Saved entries
--- START ---

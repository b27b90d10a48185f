//! Shared error handling for API endpoints.

use axum::{
    Json,
    http::StatusCode,
    response::{IntoResponse, Response},
};
use serde::Serialize;
use tracing::error;

use crate::auth::AuthError;

/// Extension trait for concise error mapping on Results.
pub trait ResultExt<T> {
    /// Map an [`AuthError`], replacing the client-facing message for the
    /// 401 and 400 cases with `msg`.
    fn auth_err(self, msg: &str) -> Result<T, ApiError>;
}

impl<T> ResultExt<T> for Result<T, AuthError> {
    fn auth_err(self, msg: &str) -> Result<T, ApiError> {
        self.map_err(|e| ApiError::from_auth(msg, e))
    }
}

/// API error type with automatic response conversion.
#[derive(Debug)]
pub enum ApiError {
    BadRequest(String),
    Forbidden(String),
    Unauthorized(String),
    Internal(String),
    ServiceUnavailable(String),
}

impl ApiError {
    pub fn forbidden(msg: impl Into<String>) -> Self {
        Self::Forbidden(msg.into())
    }

    pub fn from_auth(msg: &str, e: AuthError) -> Self {
        match e {
            AuthError::Unauthorized => Self::Unauthorized(msg.into()),
            AuthError::BadRequest => Self::BadRequest(msg.into()),
            AuthError::Unavailable | AuthError::Timeout => {
                error!(error = %e, "{}", msg);
                Self::ServiceUnavailable(e.message().into())
            }
            AuthError::Conflict => {
                error!(error = %e, "{}", msg);
                Self::Internal("Failed to issue token".into())
            }
        }
    }
}

#[derive(Serialize)]
struct ErrorResponse {
    error: String,
}

impl IntoResponse for ApiError {
    fn into_response(self) -> Response {
        let (status, message) = match self {
            ApiError::BadRequest(msg) => (StatusCode::BAD_REQUEST, msg),
            ApiError::Forbidden(msg) => (StatusCode::FORBIDDEN, msg),
            ApiError::Unauthorized(msg) => (StatusCode::UNAUTHORIZED, msg),
            ApiError::Internal(msg) => (StatusCode::INTERNAL_SERVER_ERROR, msg),
            ApiError::ServiceUnavailable(msg) => (StatusCode::SERVICE_UNAVAILABLE, msg),
        };
        (status, Json(ErrorResponse { error: message })).into_response()
    }
}
mod login_attempt;
mod token;
mod user;

use sqlx::sqlite::{SqlitePool, SqlitePoolOptions};

pub use login_attempt::{LoginAttemptRecord, LoginAttemptStore};
pub use token::RefreshTokenStore;
pub use user::{User, UserStore, UserUpdate};

/// Convert a Unix timestamp for binding. SQLite integers are signed, so
/// values past `i64::MAX` are an encode error rather than a wrapped number.
fn unix_to_sql(secs: u64) -> Result<i64, sqlx::Error> {
    i64::try_from(secs).map_err(|e| sqlx::Error::Encode(Box::new(e)))
}

#[derive(Clone)]
pub struct Database {
    pool: SqlitePool,
}

impl Database {
    /// Open or create a database at the given path.
    /// Use ":memory:" for an in-memory database.
    pub async fn open(path: &str) -> Result<Self, sqlx::Error> {
        let url = if path == ":memory:" {
            "sqlite::memory:".to_string()
        } else {
            format!("sqlite:{}?mode=rwc", path)
        };

        let pool = SqlitePoolOptions::new()
            .max_connections(5)
            .connect(&url)
            .await?;

        let db = Self { pool };
        db.migrate().await?;
        Ok(db)
    }

    /// Get the current schema version.
    async fn get_version(&self) -> Result<i32, sqlx::Error> {
        let result: Option<(i32,)> = sqlx::query_as("SELECT version FROM schema_version LIMIT 1")
            .fetch_optional(&self.pool)
            .await?;
        Ok(result.map(|r| r.0).unwrap_or(0))
    }

    /// Set the schema version within a transaction.
    async fn set_version(
        tx: &mut sqlx::Transaction<'_, sqlx::Sqlite>,
        version: i32,
    ) -> Result<(), sqlx::Error> {
        sqlx::query("DELETE FROM schema_version")
            .execute(&mut **tx)
            .await?;
        sqlx::query("INSERT INTO schema_version (version) VALUES (?)")
            .bind(version)
            .execute(&mut **tx)
            .await?;
        Ok(())
    }

    /// Run database migrations.
    async fn migrate(&self) -> Result<(), sqlx::Error> {
        sqlx::query("CREATE TABLE IF NOT EXISTS schema_version (version INTEGER NOT NULL)")
            .execute(&self.pool)
            .await?;

        let version = self.get_version().await?;

        if version < 1 {
            self.migrate_v1().await?;
        }

        Ok(())
    }

    /// Execute a list of queries in a transaction, then set the version.
    async fn run_migration(
        &self,
        version: i32,
        queries: &[&'static str],
    ) -> Result<(), sqlx::Error> {
        let mut tx = self.pool.begin().await?;
        for query in queries {
            sqlx::query(*query).execute(&mut *tx).await?;
        }
        Self::set_version(&mut tx, version).await?;
        tx.commit().await?;
        Ok(())
    }

    async fn migrate_v1(&self) -> Result<(), sqlx::Error> {
        self.run_migration(
            1,
            &[
                "CREATE TABLE users (
                    id INTEGER PRIMARY KEY AUTOINCREMENT,
                    email TEXT UNIQUE NOT NULL COLLATE NOCASE,
                    username TEXT UNIQUE NOT NULL COLLATE NOCASE,
                    password_hash TEXT NOT NULL,
                    is_active INTEGER NOT NULL DEFAULT 1,
                    created_at TEXT NOT NULL DEFAULT (datetime('now')),
                    updated_at TEXT NOT NULL DEFAULT (datetime('now'))
                )",
                // Refresh tokens; timestamps are Unix seconds from the service clock
                "CREATE TABLE refresh_tokens (
                    id INTEGER PRIMARY KEY AUTOINCREMENT,
                    token TEXT UNIQUE NOT NULL,
                    user_id INTEGER NOT NULL REFERENCES users(id) ON DELETE CASCADE,
                    expires_at INTEGER NOT NULL,
                    created_at INTEGER NOT NULL
                )",
                "CREATE INDEX idx_refresh_tokens_user_id ON refresh_tokens(user_id)",
                "CREATE INDEX idx_refresh_tokens_expires_at ON refresh_tokens(expires_at)",
                // Append-only; keyed by the claimed email, which may match no user
                "CREATE TABLE login_attempts (
                    id INTEGER PRIMARY KEY AUTOINCREMENT,
                    email TEXT NOT NULL,
                    ip_address TEXT NOT NULL,
                    success INTEGER NOT NULL,
                    attempted_at INTEGER NOT NULL
                )",
                "CREATE INDEX idx_login_attempts_email ON login_attempts(email)",
            ],
        )
        .await
    }

    /// Get the user store.
    pub fn users(&self) -> UserStore {
        UserStore::new(self.pool.clone())
    }

    /// Get the refresh token store.
    pub fn refresh_tokens(&self) -> RefreshTokenStore {
        RefreshTokenStore::new(self.pool.clone())
    }

    /// Get the login attempt store.
    pub fn login_attempts(&self) -> LoginAttemptStore {
        LoginAttemptStore::new(self.pool.clone())
    }

    /// Get the underlying connection pool (for tests that need raw SQL access).
    pub fn pool(&self) -> &SqlitePool {
        &self.pool
    }
}

#[cfg(test)]
mod tests {
    use super::*;

    #[tokio::test]
    async fn test_migrations_are_idempotent() {
        let db = Database::open(":memory:").await.unwrap();
        db.migrate().await.unwrap();

        assert_eq!(db.get_version().await.unwrap(), 1);
    }
}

--- END ---

Nothing in the entries may change. Retype them all.

repository b27b90d10a48185f
//! Shared error handling for API endpoints.

use axum::{
    Json,
    http::StatusCode,
    response::{IntoResponse, Response},
};
use serde::Serialize;
use tracing::error;

use crate::auth::AuthError;

/// Extension trait for concise error mapping on Results.
pub trait ResultExt<T> {
    /// Map an [`AuthError`], replacing the client-facing message for the
    /// 401 and 400 cases with `msg`.
    fn auth_err(self, msg: &str) -> Result<T, ApiError>;
}

impl<T> ResultExt<T> for Result<T, AuthError> {
    fn auth_err(self, msg: &str) -> Result<T, ApiError> {
        self.map_err(|e| ApiError::from_auth(msg, e))
    }
}

/// API error type with automatic response conversion.
#[derive(Debug)]
pub enum ApiError {
    BadRequest(String),
    Forbidden(String),
    Unauthorized(String),
    Internal(String),
    ServiceUnavailable(String),
}

impl ApiError {
    pub fn forbidden(msg: impl Into<String>) -> Self {
        Self::Forbidden(msg.into())
    }

    pub fn from_auth(msg: &str, e: AuthError) -> Self {
        match e {
            AuthError::Unauthorized => Self::Unauthorized(msg.into()),
            AuthError::BadRequest => Self::BadRequest(msg.into()),
            AuthError::Unavailable | AuthError::Timeout => {
                error!(error = %e, "{}", msg);
                Self::ServiceUnavailable(e.message().into())
            }
            AuthError::Conflict => {
                error!(error = %e, "{}", msg);
                Self::Internal("Failed to issue token".into())
            }
        }
    }
}

#[derive(Serialize)]
struct ErrorResponse {
    error: String,
}

impl IntoResponse for ApiError {
    fn into_response(self) -> Response {
        let (status, message) = match self {
            ApiError::BadRequest(msg) => (StatusCode::BAD_REQUEST, msg),
            ApiError::Forbidden(msg) => (StatusCode::FORBIDDEN, msg),
            ApiError::Unauthorized(msg) => (StatusCode::UNAUTHORIZED, msg),
            ApiError::Internal(msg) => (StatusCode::INTERNAL_SERVER_ERROR, msg),
            ApiError::ServiceUnavailable(msg) => (StatusCode::SERVICE_UNAVAILABLE, msg),
        };
        (status, Json(ErrorResponse { error: message })).into_response()
    }
}
mod login_attempt;
mod token;
mod user;

use sqlx::sqlite::{SqlitePool, SqlitePoolOptions};

pub use login_attempt::{LoginAttemptRecord, LoginAttemptStore};
pub use token::RefreshTokenStore;
pub use user::{User, UserStore, UserUpdate};

/// Convert a Unix timestamp for binding. SQLite integers are signed, so
/// values past `i64::MAX` are an encode error rather than a wrapped number.
fn unix_to_sql(secs: u64) -> Result<i64, sqlx::Error> {
    i64::try_from(secs).map_err(|e| sqlx::Error::Encode(Box::new(e)))
}

#[derive(Clone)]
pub struct Database {
    pool: SqlitePool,
}

impl Database {
    /// Open or create a database at the given path.
    /// Use ":memory:" for an in-memory database.
    pub async fn open(path: &str) -> Result<Self, sqlx::Error> {
        let url = if path == ":memory:" {
            "sqlite::memory:".to_string()
        } else {
            format!("sqlite:{}?mode=rwc", path)
        };

        let pool = SqlitePoolOptions::new()
            .max_connections(5)
            .connect(&url)
            .await?;

        let db = Self { pool };
        db.migrate().await?;
        Ok(db)
    }

    /// Get the current schema version.
    async fn get_version(&self) -> Result<i32, sqlx::Error> {
        let result: Option<(i32,)> = sqlx::query_as("SELECT version FROM schema_version LIMIT 1")
            .fetch_optional(&self.pool)
            .await?;
        Ok(result.map(|r| r.0).unwrap_or(0))
    }

    /// Set the schema version within a transaction.
    async fn set_version(
        tx: &mut sqlx::Transaction<'_, sqlx::Sqlite>,
        version: i32,
    ) -> Result<(), sqlx::Error> {
        sqlx::query("DELETE FROM schema_version")
            .execute(&mut **tx)
            .await?;
        sqlx::query("INSERT INTO schema_version (version) VALUES (?)")
            .bind(version)
            .execute(&mut **tx)
            .await?;
        Ok(())
    }

    /// Run database migrations.
    async fn migrate(&self) -> Result<(), sqlx::Error> {
        sqlx::query("CREATE TABLE IF NOT EXISTS schema_version (version INTEGER NOT NULL)")
            .execute(&self.pool)
            .await?;

        let version = self.get_version().await?;

        if version < 1 {
            self.migrate_v1().await?;
        }

        Ok(())
    }

    /// Execute a list of queries in a transaction, then set the version.
    async fn run_migration(
        &self,
        version: i32,
        queries: &[&'static str],
    ) -> Result<(), sqlx::Error> {
        let mut tx = self.pool.begin().await?;
        for query in queries {
            sqlx::query(*query).execute(&mut *tx).await?;
        }
        Self::set_version(&mut tx, version).await?;
        tx.commit().await?;
        Ok(())
    }

    async fn migrate_v1(&self) -> Result<(), sqlx::Error> {
        self.run_migration(
            1,
            &[
                "CREATE TABLE users (
                    id INTEGER PRIMARY KEY AUTOINCREMENT,
                    email TEXT UNIQUE NOT NULL COLLATE NOCASE,
                    username TEXT UNIQUE NOT NULL COLLATE NOCASE,
                    password_hash TEXT NOT NULL,
                    is_active INTEGER NOT NULL DEFAULT 1,
                    created_at TEXT NOT NULL DEFAULT (datetime('now')),
                    updated_at TEXT NOT NULL DEFAULT (datetime('now'))
                )",
                // Refresh tokens; timestamps are Unix seconds from the service clock
                "CREATE TABLE refresh_tokens (
                    id INTEGER PRIMARY KEY AUTOINCREMENT,
                    token TEXT UNIQUE NOT NULL,
                    user_id INTEGER NOT NULL REFERENCES users(id) ON DELETE CASCADE,
                    expires_at INTEGER NOT NULL,
                    created_at INTEGER NOT NULL
                )",
                "CREATE INDEX idx_refresh_tokens_user_id ON refresh_tokens(user_id)",
                "CREATE INDEX idx_refresh_tokens_expires_at ON refresh_tokens(expires_at)",
                // Append-only; keyed by the claimed email, which may match no user
                "CREATE TABLE login_attempts (
                    id INTEGER PRIMARY KEY AUTOINCREMENT,
                    email TEXT NOT NULL,
                    ip_address TEXT NOT NULL,
                    success INTEGER NOT NULL,
                    attempted_at INTEGER NOT NULL
                )",
                "CREATE INDEX idx_login_attempts_email ON login_attempts(email)",
            ],
        )
        .await
    }

    /// Get the user store.
    pub fn users(&self) -> UserStore {
        UserStore::new(self.pool.clone())
    }

    /// Get the refresh token store.
    pub fn refresh_tokens(&self) -> RefreshTokenStore {
        RefreshTokenStore::new(self.pool.clone())
    }

    /// Get the login attempt store.
    pub fn login_attempts(&self) -> LoginAttemptStore {
        LoginAttemptStore::new(self.pool.clone())
    }

    /// Get the underlying connection pool (for tests that need raw SQL access).
    pub fn pool(&self) -> &SqlitePool {
        &self.pool
    }
}

#[cfg(test)]
mod tests {
    use super::*;

    #[tokio::test]
    async fn test_migrations_are_idempotent() {
        let db = Database::open(":memory:").await.unwrap();
        db.migrate().await.unwrap();

        assert_eq!(db.get_version().await.unwrap(), 1);
    }
}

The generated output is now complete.